“We know that vaccines can save lives,” says McMaster, whose SC reaches 50% COVID vaccination.


Governor Henry McMaster said vaccination with COVID-19 was a personal decision, but he believes his family’s choice to be vaccinated was the right decision.

McMaster commented Thursday as the Department of Health and Environmental Management announced that 50% of eligible South Carolinas had received at least one dose of the COVID-19 vaccine.

South Carolina is ranked 41st in the United States. Vaccination rateAccording to an analysis of data from the US Centers for Disease Control and Prevention.

McMaster and his wife, Peggy, were vaccinated in the spring.. Their children are also vaccinated.

But vaccination is a personal decision, he said.

“We made our decision,” said the Republican Governor. “I think it was the right decision, but people need to get answers if they have questions and talk to people they can trust. Whether it’s a preacher, a doctor, a neighbor, or a friend, and Make a decision. We did what we thought was the right decision. “

The state reached a 50% milestone in one day DHEC reported 10.8% of tests It returned to positive and the number of daily cases increased.

“We know that vaccines can save lives. We’ve seen it. We see it in the number of people who go to the hospital. Nearly 99% haven’t been vaccinated. I think, “said McMaster. “In other words, the vaccine is working.”
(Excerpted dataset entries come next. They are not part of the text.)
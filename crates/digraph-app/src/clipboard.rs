//! Node clipboard format: `Node <text> <outline> <background> <label...>`,
//! colors as `#rrggbb`, label last so it may contain spaces.

use digraph_core::Color;
use digraph_graph::{Node, NodeColors};
use std::fmt;

/// Text clipboard supplied by the host UI.
pub trait Clipboard {
    fn text(&self) -> Option<String>;
    fn set_text(&mut self, text: String);
}

/// Process-local clipboard for headless use and tests.
#[derive(Debug, Clone, Default)]
pub struct MemoryClipboard {
    text: Option<String>,
}

impl Clipboard for MemoryClipboard {
    fn text(&self) -> Option<String> {
        self.text.clone()
    }

    fn set_text(&mut self, text: String) {
        self.text = Some(text);
    }
}

#[derive(Debug, Clone, PartialEq, Eq)]
pub struct NodeClip {
    pub colors: NodeColors,
    pub text: String,
}

impl NodeClip {
    const TAG: &'static str = "Node";

    pub fn from_node(node: &Node) -> Self {
        Self {
            colors: node.colors(),
            text: node.text().to_string(),
        }
    }

    /// `None` unless there are at least five space-separated parts, the
    /// first is `Node` and all three colors parse.
    pub fn parse(raw: &str) -> Option<Self> {
        let parts: Vec<&str> = raw.split(' ').collect();
        if parts.len() < 5 || parts[0] != Self::TAG {
            return None;
        }

        let color = |part: &str| part.parse::<Color>().ok();
        Some(Self {
            colors: NodeColors {
                text: color(parts[1])?,
                outline: color(parts[2])?,
                background: color(parts[3])?,
            },
            text: parts[4..].join(" "),
        })
    }
}

impl fmt::Display for NodeClip {
    fn fmt(&self, f: &mut fmt::Formatter<'_>) -> fmt::Result {
        write!(
            f,
            "{} {} {} {} {}",
            Self::TAG,
            self.colors.text,
            self.colors.outline,
            self.colors.background,
            self.text
        )
    }
}
use digraph_graph::GraphError;
use digraph_storage::CodecError;
use std::path::PathBuf;
use thiserror::Error;

#[derive(Error, Debug)]
pub enum AppError {
    #[error(transparent)]
    Codec(#[from] CodecError),
    #[error(transparent)]
    Graph(#[from] GraphError),
    #[error("Diagram has no file name yet; save it under a new name first")]
    NoDocumentPath,
    #[error("Failed to access settings {}: {source}", path.display())]
    SettingsIo {
        path: PathBuf,
        #[source]
        source: std::io::Error,
    },
    #[error("Invalid settings file {}: {source}", path.display())]
    SettingsFormat {
        path: PathBuf,
        #[source]
        source: serde_json::Error,
    },
}
use digraph_core::Point;
use serde::{Deserialize, Serialize};

/// Tiling placement for nodes created without explicit coordinates.
///
/// Slot `n` lands in column `n % columns` and row `(n / columns) % rows`, so
/// consecutive nodes fill a row left to right and wrap back to the top after
/// `rows` rows.
#[derive(Debug, Clone, Copy, PartialEq, Serialize, Deserialize)]
#[serde(default)]
pub struct GridLayout {
    pub origin_x: f64,
    pub origin_y: f64,
    pub column_spacing: f64,
    pub row_spacing: f64,
    pub columns: u32,
    pub rows: u32,
}

impl Default for GridLayout {
    fn default() -> Self {
        Self {
            origin_x: 80.0,
            origin_y: 80.0,
            column_spacing: 100.0,
            row_spacing: 50.0,
            columns: 5,
            rows: 7,
        }
    }
}

impl GridLayout {
    /// `(column, row)` for a sequence number.
    pub fn cell(&self, sequence: i64) -> (i64, i64) {
        let columns = i64::from(self.columns.max(1));
        let rows = i64::from(self.rows.max(1));
        let sequence = sequence.max(0);
        (sequence % columns, (sequence / columns) % rows)
    }

    pub fn position(&self, sequence: i64) -> Point {
        let (column, row) = self.cell(sequence);
        Point::new(
            self.origin_x + self.column_spacing * column as f64,
            self.origin_y + self.row_spacing * row as f64,
        )
    }
}

#[cfg(test)]
mod tests {
    use super::*;

    #[test]
    fn test_default_grid_positions() {
        let grid = GridLayout::default();
        assert_eq!(grid.position(0), Point::new(80.0, 80.0));
        assert_eq!(grid.position(4), Point::new(480.0, 80.0));
        assert_eq!(grid.position(5), Point::new(80.0, 130.0));
    }

    #[test]
    fn test_grid_wraps_after_last_row() {
        let grid = GridLayout::default();
        assert_eq!(grid.cell(34), (4, 6));
        assert_eq!(grid.cell(35), (0, 0));
        assert_eq!(grid.position(35), grid.position(0));
    }

    #[test]
    fn test_degenerate_grid_does_not_divide_by_zero() {
        let grid = GridLayout {
            columns: 0,
            rows: 0,
            ..GridLayout::default()
        };
        assert_eq!(grid.cell(12), (0, 0));
    }
}
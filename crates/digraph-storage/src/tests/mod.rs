use super::*;
use digraph_core::{Color, NodeIndex, Point};
use digraph_graph::{GraphStore, Node, NodeColors, Placement};
use proptest::prelude::*;
use std::collections::BTreeSet;

fn sample_store() -> GraphStore {
    let mut store = GraphStore::new();
    for (index, text, x, y) in [(1, "A", 10.0, 20.0), (2, "B", 110.0, 20.0), (5, "C", -30.5, 7.9)] {
        store
            .add_node(
                Node::new(NodeIndex(index))
                    .with_text(text)
                    .at(Point::new(x, y)),
                Placement::Explicit,
            )
            .unwrap();
    }
    store.add_link(NodeIndex(1), NodeIndex(2)).unwrap();
    store.add_link(NodeIndex(5), NodeIndex(1)).unwrap();
    store
}

fn link_pairs(store: &GraphStore) -> BTreeSet<(i64, i64)> {
    store
        .links()
        .map(|link| (link.from().0, link.to().0))
        .collect()
}

#[test]
fn test_serialize_shape() {
    let document = serialize(&sample_store());

    assert_eq!(
        document.nodes,
        vec![
            NodeRecord {
                index: 1,
                text: "A".to_string(),
                x: 10,
                y: 20
            },
            NodeRecord {
                index: 2,
                text: "B".to_string(),
                x: 110,
                y: 20
            },
            NodeRecord {
                index: 5,
                text: "C".to_string(),
                x: -30,
                y: 7
            },
        ]
    );
    assert_eq!(
        document.links,
        vec![LinkRecord { from: 1, to: 2 }, LinkRecord { from: 5, to: 1 }]
    );
}

#[test]
fn test_json_has_only_documented_keys() -> Result<(), CodecError> {
    let json = to_json_string(&sample_store(), OutputStyle::Compact)?;
    let value: serde_json::Value = serde_json::from_str(&json).unwrap();

    let root = value.as_object().unwrap();
    assert_eq!(root.len(), 2);
    let node = root["nodes"][0].as_object().unwrap();
    let mut keys: Vec<&str> = node.keys().map(String::as_str).collect();
    keys.sort();
    assert_eq!(keys, vec!["index", "text", "x", "y"]);
    assert_eq!(root["links"][0], serde_json::json!({"from": 1, "to": 2}));
    Ok(())
}

#[test]
fn test_round_trip_drops_colors_only() -> Result<(), CodecError> {
    let mut store = sample_store();
    store.node_mut(NodeIndex(1)).unwrap().set_colors(NodeColors {
        text: Color::BLACK,
        outline: Color::BLACK,
        background: Color::BLACK,
    });

    let json = to_json_string(&store, OutputStyle::Pretty)?;
    let loaded = deserialize(&json)?;

    assert!(loaded.report.is_clean());
    assert_eq!(serialize(&loaded.store), serialize(&store));
    assert_eq!(
        loaded.store.node(NodeIndex(1)).unwrap().colors(),
        NodeColors::default()
    );
    Ok(())
}

#[test]
fn test_partial_node_failure_is_not_fatal() -> Result<(), CodecError> {
    let loaded = deserialize(
        r#"{"nodes": [{"index":1,"text":"A","x":0,"y":0}, {"index":2,"text":"B"}]}"#,
    )?;

    assert_eq!(loaded.store.node_count(), 1);
    assert!(loaded.store.contains_node(NodeIndex(1)));
    assert_eq!(loaded.report.nodes_loaded, 1);
    assert_eq!(
        loaded.report.skipped,
        vec![SkippedEntry {
            section: Section::Nodes,
            position: 1,
            reason: SkipReason::MissingField("x"),
        }]
    );
    Ok(())
}

#[test]
fn test_dangling_link_is_skipped() -> Result<(), CodecError> {
    let loaded = deserialize(
        r#"{"nodes": [{"index":1,"text":"A","x":0,"y":0}], "links": [{"from":1,"to":99}]}"#,
    )?;

    assert_eq!(loaded.store.link_count(), 0);
    assert_eq!(
        loaded.report.skipped_in(Section::Links).next().unwrap().reason,
        SkipReason::UnknownEndpoint(NodeIndex(99))
    );
    Ok(())
}

#[test]
fn test_links_may_reference_nodes_listed_later() -> Result<(), CodecError> {
    let loaded = deserialize(
        r#"{
            "links": [{"from": 2, "to": 1}],
            "nodes": [
                {"index": 1, "text": "A", "x": 0, "y": 0},
                {"index": 2, "text": "B", "x": 5, "y": 5}
            ]
        }"#,
    )?;

    assert_eq!(link_pairs(&loaded.store), BTreeSet::from([(2, 1)]));
    Ok(())
}

#[test]
fn test_field_type_validation() -> Result<(), CodecError> {
    let loaded = deserialize(
        r#"{"nodes": [
            {"index": "1", "text": "A", "x": 0, "y": 0},
            {"index": 2, "text": 7, "x": 0, "y": 0},
            {"index": 3, "text": "C", "x": null, "y": 0},
            42,
            {"index": 4.9, "text": "D", "x": 1.5, "y": -2.5}
        ],
        "links": [{"from": "4", "to": 4}, {"from": 4, "to": 4}, []]}"#,
    )?;

    let reasons: Vec<SkipReason> = loaded
        .report
        .skipped
        .iter()
        .map(|entry| entry.reason.clone())
        .collect();
    assert_eq!(
        reasons,
        vec![
            SkipReason::WrongType {
                field: "index",
                expected: "number"
            },
            SkipReason::WrongType {
                field: "text",
                expected: "string"
            },
            SkipReason::WrongType {
                field: "x",
                expected: "number"
            },
            SkipReason::NotAnObject,
            SkipReason::WrongType {
                field: "from",
                expected: "number"
            },
            SkipReason::SelfLink(NodeIndex(4)),
            SkipReason::NotAnObject,
        ]
    );

    let node = loaded.store.node(NodeIndex(4)).unwrap();
    assert_eq!(node.position(), Point::new(1.0, -2.0));
    Ok(())
}

#[test]
fn test_duplicate_index_keeps_first_entry() -> Result<(), CodecError> {
    let loaded = deserialize(
        r#"{"nodes": [
            {"index": 1, "text": "first", "x": 0, "y": 0},
            {"index": 1, "text": "second", "x": 9, "y": 9}
        ]}"#,
    )?;

    assert_eq!(loaded.store.node(NodeIndex(1)).unwrap().text(), "first");
    assert_eq!(
        loaded.report.skipped[0].reason,
        SkipReason::DuplicateIndex(NodeIndex(1))
    );
    Ok(())
}

#[test]
fn test_missing_or_malformed_sections_mean_empty() -> Result<(), CodecError> {
    for text in [r#"{}"#, r#"{"nodes": {}, "links": 3}"#, r#"{"nodes": []}"#] {
        let loaded = deserialize(text)?;
        assert!(loaded.store.is_empty());
        assert!(loaded.report.is_clean());
    }
    Ok(())
}

#[test]
fn test_next_index_after_explicit_load() -> Result<(), CodecError> {
    let loaded = deserialize(
        r#"{"nodes": [
            {"index": 1, "text": "", "x": 0, "y": 0},
            {"index": 7, "text": "", "x": 0, "y": 0},
            {"index": 3, "text": "", "x": 0, "y": 0}
        ]}"#,
    )?;
    assert_eq!(loaded.store.next_index(), NodeIndex(8));
    Ok(())
}

#[test]
fn test_syntax_errors_are_fatal() {
    assert!(matches!(
        deserialize(r#"{"nodes": [}"#),
        Err(CodecError::Parse(_))
    ));
    assert!(matches!(deserialize(""), Err(CodecError::Parse(_))));
    assert!(matches!(
        deserialize("[1, 2]"),
        Err(CodecError::NotAnObject("an array"))
    ));
}

#[test]
fn test_deserialize_into_keeps_store_layout() -> Result<(), CodecError> {
    let layout = digraph_graph::GridLayout {
        columns: 2,
        ..Default::default()
    };
    let loaded = deserialize_into(
        r#"{"nodes": [{"index": 1, "text": "A", "x": 0, "y": 0}]}"#,
        GraphStore::with_layout(layout),
    )?;
    assert_eq!(loaded.store.layout().columns, 2);
    Ok(())
}

#[test]
fn test_file_round_trip() -> Result<(), CodecError> {
    let dir = tempfile::tempdir().unwrap();
    let path = dir.path().join("sample.diag");
    let store = sample_store();

    save_file(&path, &store, OutputStyle::Compact)?;
    let raw = std::fs::read_to_string(&path).unwrap();
    assert!(raw.ends_with('\n'));

    let loaded = load_file(&path)?;
    assert_eq!(serialize(&loaded.store), serialize(&store));
    assert!(has_diagram_extension(&path));
    Ok(())
}

#[test]
fn test_missing_file_is_io_error() {
    let dir = tempfile::tempdir().unwrap();
    let path = dir.path().join("absent.diag");
    match load_file(&path) {
        Err(CodecError::Io { path: reported, .. }) => assert_eq!(reported, path),
        other => panic!("Expected Io error, got {:?}", other.map(|l| l.report)),
    }
}

#[test]
fn test_save_into_missing_directory_fails() {
    let dir = tempfile::tempdir().unwrap();
    let path = dir.path().join("no-such-dir").join("out.diag");
    let result = save_file(&path, &sample_store(), OutputStyle::Pretty);
    assert!(matches!(result, Err(CodecError::Io { .. })));
}

#[test]
fn test_large_coordinates_survive_round_trip() -> Result<(), CodecError> {
    let json = r#"{"nodes":[{"index":1,"text":"far","x":16777217,"y":100000001}],"links":[]}"#;
    let loaded = deserialize(json)?;
    let record = &serialize(&loaded.store).nodes[0];
    assert_eq!((record.x, record.y), (16_777_217, 100_000_001));
    Ok(())
}

// Whole numbers in this range survive the trip through `f64` exactly.
const COORDINATE_RANGE: std::ops::Range<i64> = -(1 << 40)..(1 << 40);

fn store_strategy() -> impl Strategy<Value = GraphStore> {
    let nodes = proptest::collection::btree_map(
        1i64..500,
        ("[a-zA-Z0-9 ]{0,12}", COORDINATE_RANGE, COORDINATE_RANGE),
        1..20,
    );
    nodes
        .prop_flat_map(|nodes| {
            let indices: Vec<i64> = nodes.keys().copied().collect();
            let pair = (
                proptest::sample::select(indices.clone()),
                proptest::sample::select(indices),
            );
            (Just(nodes), proptest::collection::vec(pair, 0..25))
        })
        .prop_map(|(nodes, pairs)| {
            let mut store = GraphStore::new();
            for (index, (text, x, y)) in nodes {
                let node = Node::new(NodeIndex(index))
                    .with_text(text)
                    .at(Point::new(x as f64, y as f64));
                store.add_node(node, Placement::Explicit).unwrap();
            }
            for (from, to) in pairs {
                if from != to {
                    store.add_link(NodeIndex(from), NodeIndex(to)).unwrap();
                }
            }
            store
        })
}

proptest! {
    #[test]
    fn prop_round_trip_preserves_nodes_and_link_pairs(store in store_strategy()) {
        let json = to_json_string(&store, OutputStyle::Compact).unwrap();
        let loaded = deserialize(&json).unwrap();

        prop_assert!(loaded.report.is_clean());
        prop_assert_eq!(serialize(&loaded.store).nodes, serialize(&store).nodes);
        prop_assert_eq!(link_pairs(&loaded.store), link_pairs(&store));
        prop_assert_eq!(loaded.store.link_count(), store.link_count());
    }
}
DHEC said in a news release that people 20-24 and 12-19 were vaccinated the least, with increased cases and hospitalizations among younger people. Authorities added that the increase in cases was among people who were almost completely unvaccinated.

According to DHEC, at least 150 cases of COVID-19 were reported among South Carolina residents who attended or worked in summer camps between June 1st and July 15th.

“These numbers are snapshots of what could happen at this year’s school if parents, students, teachers and other school officials weren’t vaccinated,” said Dr. Edward Shimmer, director of DHEC. Says. “At this point last year, there was no solution to beat COVID-19. Now we do. We don’t want this deadly virus to spread to our schools and communities.”

Reporter Zak Koeske contributed to this article.